Growing Up Was Good In The Big Red Machine | Lift Heavy Run Long

It’s the way that I remember it. It’s the way that I like to believe that it was.

Could it be an exaggerated account?

Could it be that almost thirty years having past could account for an inflated memory of how I want to remember my childhood?

Absolutely.

Am I grateful for what I believe to be my youth, and thankful for the people who were a part of it?

You better believe it.

I hope that the memories of your childhood are good. I hope that you believe your childhood to have had some imagination, and even some purpose. If not, I hope that you can imagine long enough and hard enough, until you find satisfaction with what your life has been to this point.


Growing Up Germantown

There was no other logical explanation for existing. It was the reason that I got out of bed each morning. I assumed it was the reason that any of us got out of bed in the morning. It was what my people did. It is what we cared about. It is what we practiced for. It was what we aspired to be. There was no questioning whether it was right or wrong, it just was. From the time I was in fourth grade, there was nothing more important to me than having my name called through the loudspeaker, as I ran through the goal posts under the Friday night light’s. Playing football for the Germantown Red Devil’s was paramount. It was my biggest and most sought-after dream.

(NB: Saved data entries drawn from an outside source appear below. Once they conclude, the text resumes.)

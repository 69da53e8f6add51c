//! # VectorForge Editor
//!
//! Whole-document editing on top of the layer model and the reconciler.
//!
//! ## Architecture
//!
//! ```text
//! ┌─────────────────────────────────────────────┐
//! │ render: markup → render tree → layers       │
//! └─────────────────────────────────────────────┘
//!                     ↓
//! ┌─────────────────────────────────────────────┐
//! │ editor: Document lifecycle + mutations      │
//! │  - Open / revert / new document             │
//! │  - Apply mutations atomically               │
//! │  - Export after every mutation              │
//! └─────────────────────────────────────────────┘
//!                     ↓
//! ┌─────────────────────────────────────────────┐
//! │ render: layers → render tree → markup       │
//! └─────────────────────────────────────────────┘
//! ```
//!
//! The layer list is the source of truth. The render tree is derived from
//! it, apart from the protected background and root container.
//!
//! ## Usage
//!
//! ```rust
//! use vectorforge_document::{Layer, Mutation, Shape};
//! use vectorforge_editor::Editor;
//!
//! let mut editor = Editor::default();
//! let result = editor.apply(Mutation::InsertLayer {
//!     parent_id: None,
//!     index: 0,
//!     layer: Layer::new("sun", Shape::ellipse(400.0, 100.0, 40.0, 40.0)),
//! })?;
//!
//! assert_eq!(result.version, 1);
//! assert!(editor.markup().contains("<ellipse id=\"sun\""));
//! # Ok::<(), vectorforge_editor::EditorError>(())
//! ```

mod diagnostics;
mod errors;
mod pipeline;

pub use diagnostics::Diagnostic;
pub use errors::EditorError;
pub use pipeline::{EditResult, Editor};

// Re-export common types for convenience
pub use vectorforge_document::{Document, Layer, Mutation, MutationError};
pub use vectorforge_render::{ExportReport, ReconcileOptions, RenderTree};
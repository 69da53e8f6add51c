use crate::error::{MarkupError, MarkupResult, Span};
use crate::lexer::{tokenize, MarkupToken};
use crate::tree::{RenderElement, RenderNode, RenderTree};
use std::borrow::Cow;
use tracing::trace;

/// Parse markup into a render tree.
///
/// Entities in text and attribute values are decoded. Whitespace-only text is
/// dropped; comments, CDATA and declarations are kept verbatim. Anything after
/// the root element other than whitespace and comments is an error.
pub fn parse_markup(source: &str) -> MarkupResult<RenderTree> {
    let tokens = tokenize(source)?;

    let mut prolog = Vec::new();
    let mut root: Option<RenderElement> = None;
    let mut stack: Vec<(RenderElement, Span)> = Vec::new();

    for (token, span) in tokens {
        match token {
            MarkupToken::OpenTag(tag) => {
                if root.is_some() && stack.is_empty() {
                    return Err(MarkupError::OutsideRoot { span });
                }
                stack.push((RenderElement::new(tag), span));
            }

            MarkupToken::Attribute { name, value } => {
                if let Some((element, _)) = stack.last_mut() {
                    element.set_attr(name, decode_entities(value));
                }
            }

            MarkupToken::OpenTagEnd => {}

            MarkupToken::SelfClose => {
                if let Some((element, _)) = stack.pop() {
                    attach(element, &mut stack, &mut root);
                }
            }

            MarkupToken::CloseTag(tag) => {
                let Some((element, _)) = stack.pop() else {
                    return Err(MarkupError::unexpected_token(span, "content", format!("</{}>", tag)));
                };
                if element.tag != tag {
                    return Err(MarkupError::MismatchedTag {
                        span,
                        expected: element.tag,
                        found: tag.to_string(),
                    });
                }
                attach(element, &mut stack, &mut root);
            }

            MarkupToken::Text(text) => {
                if text.trim().is_empty() {
                    continue;
                }
                match stack.last_mut() {
                    Some((element, _)) => element.children.push(RenderNode::text(decode_entities(text))),
                    None => return Err(MarkupError::OutsideRoot { span }),
                }
            }

            MarkupToken::Raw(raw) => match stack.last_mut() {
                Some((element, _)) => element.children.push(RenderNode::raw(raw)),
                None if root.is_none() => prolog.push(RenderNode::raw(raw)),
                None => trace!(raw, "Dropping trailing markup after root element"),
            },
        }
    }

    if let Some((element, span)) = stack.pop() {
        return Err(MarkupError::UnclosedElement {
            span,
            tag: element.tag,
        });
    }

    let root = root.ok_or(MarkupError::MissingRoot)?;
    Ok(RenderTree { prolog, root })
}

fn attach(
    element: RenderElement,
    stack: &mut [(RenderElement, Span)],
    root: &mut Option<RenderElement>,
) {
    match stack.last_mut() {
        Some((parent, _)) => parent.children.push(RenderNode::Element(element)),
        None => *root = Some(element),
    }
}

/// Decode the predefined and numeric character references. Unknown
/// references are kept as written.
pub fn decode_entities(text: &str) -> Cow<'_, str> {
    if !text.contains('&') {
        return Cow::Borrowed(text);
    }

    let mut output = String::with_capacity(text.len());
    let mut rest = text;

    while let Some(start) = rest.find('&') {
        output.push_str(&rest[..start]);
        rest = &rest[start..];

        let decoded = rest
            .find(';')
            .and_then(|end| decode_reference(&rest[1..end]).map(|c| (c, end)));

        match decoded {
            Some((c, end)) => {
                output.push(c);
                rest = &rest[end + 1..];
            }
            None => {
                output.push('&');
                rest = &rest[1..];
            }
        }
    }

    output.push_str(rest);
    Cow::Owned(output)
}

fn decode_reference(name: &str) -> Option<char> {
    match name {
        "amp" => Some('&'),
        "lt" => Some('<'),
        "gt" => Some('>'),
        "quot" => Some('"'),
        "apos" => Some('\''),
        _ => {
            let code = if let Some(hex) = name.strip_prefix("#x").or_else(|| name.strip_prefix("#X")) {
                u32::from_str_radix(hex, 16).ok()?
            } else {
                name.strip_prefix('#')?.parse().ok()?
            };
            char::from_u32(code)
        }
    }
}
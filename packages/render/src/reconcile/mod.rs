//! # Reconciliation
//!
//! Keeps the layer tree and the render tree in step. Export regenerates the
//! root container's content from the layers on every call; import reads
//! layers back from drawable elements. The two are near-inverses: ids
//! synthesized by import and attributes without a mapping do not survive
//! exactly.

mod element_kind;
mod export;
mod import;
mod options;

pub use element_kind::{
    is_managed_attribute, ElementKind, COMMON_ATTRIBUTES, DEFINITION_TAGS, DRAWABLE_TAGS,
};
pub use export::{export_to_render_tree, export_tree, ExportOutcome, ExportReport};
pub use import::{import_from_render_tree, import_tree, SYNTHETIC_ID_PREFIX};
pub use options::{
    ReconcileOptions, DEFAULT_BACKGROUND_FILL, DEFAULT_BACKGROUND_ID, DEFAULT_ROOT_CONTAINER_ID,
    DEFAULT_VIEW_BOX,
};
//! Error types for markup parsing and export

use std::ops::Range;
use thiserror::Error;
use vectorforge_document::ValidationError;

/// Byte range in the markup source
#[derive(Debug, Clone, Copy, PartialEq, Eq, Hash)]
pub struct Span {
    pub start: usize,
    pub end: usize,
}

impl From<Range<usize>> for Span {
    fn from(range: Range<usize>) -> Self {
        Self {
            start: range.start,
            end: range.end,
        }
    }
}

pub type MarkupResult<T> = Result<T, MarkupError>;

/// Markup parse error with location
#[derive(Debug, Clone, PartialEq, Error)]
pub enum MarkupError {
    #[error("Unexpected token at {span:?}: expected {expected}, found {found}")]
    UnexpectedToken {
        span: Span,
        expected: String,
        found: String,
    },

    #[error("Unexpected end of input: expected {expected}")]
    UnexpectedEof { expected: String },

    #[error("Mismatched closing tag at {span:?}: expected </{expected}>, found </{found}>")]
    MismatchedTag {
        span: Span,
        expected: String,
        found: String,
    },

    #[error("Element <{tag}> opened at {span:?} is never closed")]
    UnclosedElement { span: Span, tag: String },

    #[error("Content outside the root element at {span:?}")]
    OutsideRoot { span: Span },

    #[error("Document has no root element")]
    MissingRoot,

    #[error("Lexer error at {span:?}: {message}")]
    LexError { span: Span, message: String },
}

impl MarkupError {
    pub fn unexpected_token(span: Span, expected: impl Into<String>, found: impl Into<String>) -> Self {
        Self::UnexpectedToken {
            span,
            expected: expected.into(),
            found: found.into(),
        }
    }

    pub fn unexpected_eof(expected: impl Into<String>) -> Self {
        Self::UnexpectedEof {
            expected: expected.into(),
        }
    }

    pub fn lex_error(span: Span, message: impl Into<String>) -> Self {
        Self::LexError {
            span,
            message: message.into(),
        }
    }

    pub fn span(&self) -> Option<Span> {
        match self {
            MarkupError::UnexpectedToken { span, .. }
            | MarkupError::MismatchedTag { span, .. }
            | MarkupError::UnclosedElement { span, .. }
            | MarkupError::OutsideRoot { span }
            | MarkupError::LexError { span, .. } => Some(*span),
            MarkupError::UnexpectedEof { .. } | MarkupError::MissingRoot => None,
        }
    }

    #[cfg(feature = "pretty-errors")]
    fn label(&self) -> String {
        match self {
            MarkupError::UnexpectedToken { expected, .. } | MarkupError::UnexpectedEof { expected } => {
                format!("expected {}", expected)
            }
            MarkupError::MismatchedTag { expected, .. } => format!("expected </{}>", expected),
            MarkupError::UnclosedElement { tag, .. } => format!("<{}> opened here", tag),
            MarkupError::OutsideRoot { .. } => "outside the root element".to_string(),
            MarkupError::MissingRoot => "no root element".to_string(),
            MarkupError::LexError { message, .. } => message.clone(),
        }
    }
}

/// Why an export was abandoned. The previous render tree stays in place.
#[derive(Debug, Clone, PartialEq, Error)]
pub enum ExportError {
    #[error("Previous render tree is not well-formed: {0}")]
    Markup(#[from] MarkupError),

    #[error("Invalid layer tree: {0}")]
    Validation(#[from] ValidationError),

    #[error("Layer {layer_id} has no element mapping for shape kind {kind}")]
    UnmappedShape { layer_id: String, kind: String },

    #[error("Layer id {0} collides with a protected element")]
    ProtectedId(String),
}

/// Pretty-print markup errors with source context using ariadne
#[cfg(feature = "pretty-errors")]
pub fn format_errors(source: &str, filename: &str, errors: &[MarkupError]) -> String {
    use ariadne::{Color, Label, Report, ReportKind, Source};

    let mut output = Vec::new();

    for error in errors {
        let span = error.span().unwrap_or(Span {
            start: source.len().saturating_sub(1),
            end: source.len(),
        });

        let report = Report::build(ReportKind::Error, filename, span.start)
            .with_message(error.to_string())
            .with_label(
                Label::new((filename, span.start..span.end))
                    .with_color(Color::Red)
                    .with_message(error.label()),
            )
            .finish();

        if report.write((filename, Source::from(source)), &mut output).is_err() {
            output.extend_from_slice(error.to_string().as_bytes());
            output.push(b'\n');
        }
    }

    String::from_utf8(output).unwrap_or_else(|_| "Error formatting failed".to_string())
}

#[cfg(all(test, feature = "pretty-errors"))]
mod tests {
    use super::*;

    #[test]
    fn test_format_errors_mentions_message() {
        let source = "<svg><g></svg>";
        let error = MarkupError::MismatchedTag {
            span: Span { start: 8, end: 14 },
            expected: "g".into(),
            found: "svg".into(),
        };

        let text = format_errors(source, "doc.svg", &[error]);
        assert!(text.contains("Mismatched closing tag"));
        assert!(text.contains("doc.svg"));
    }
}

I attended my first high school football game in the fall of 1986. The Red Devil’s were State Runner-Up that year. I remember looking at those guys, and the way everyone adored them. The Mark Lovinskis, thei Brad Bartletts, the Herkey Cantus- they were absolute monsters. I had never seen humans that big before, at least not when you factor in the imagination of a fourth grader. The Quarterback, Tommy Ferrari, wore his helmet like a crown, and all of the city’s people would gladly bow at his feet. The cadence, the splits, the facemasks, the smells, and even the tape, which hung down tattered, from the big lineman’s wrists. I remember it all so well. I remember feeling so tuned-in, like I knew the plan. I could see the big picture. I felt, at a very young age, as if I knew my role. It was a town fueled by football, and the wishbone offense was the car that it drove. The wishbone wasn’t fast nor flashy, but it started most every time you turned they key, and it would get you where you needed to go, provided you knew how to drive it.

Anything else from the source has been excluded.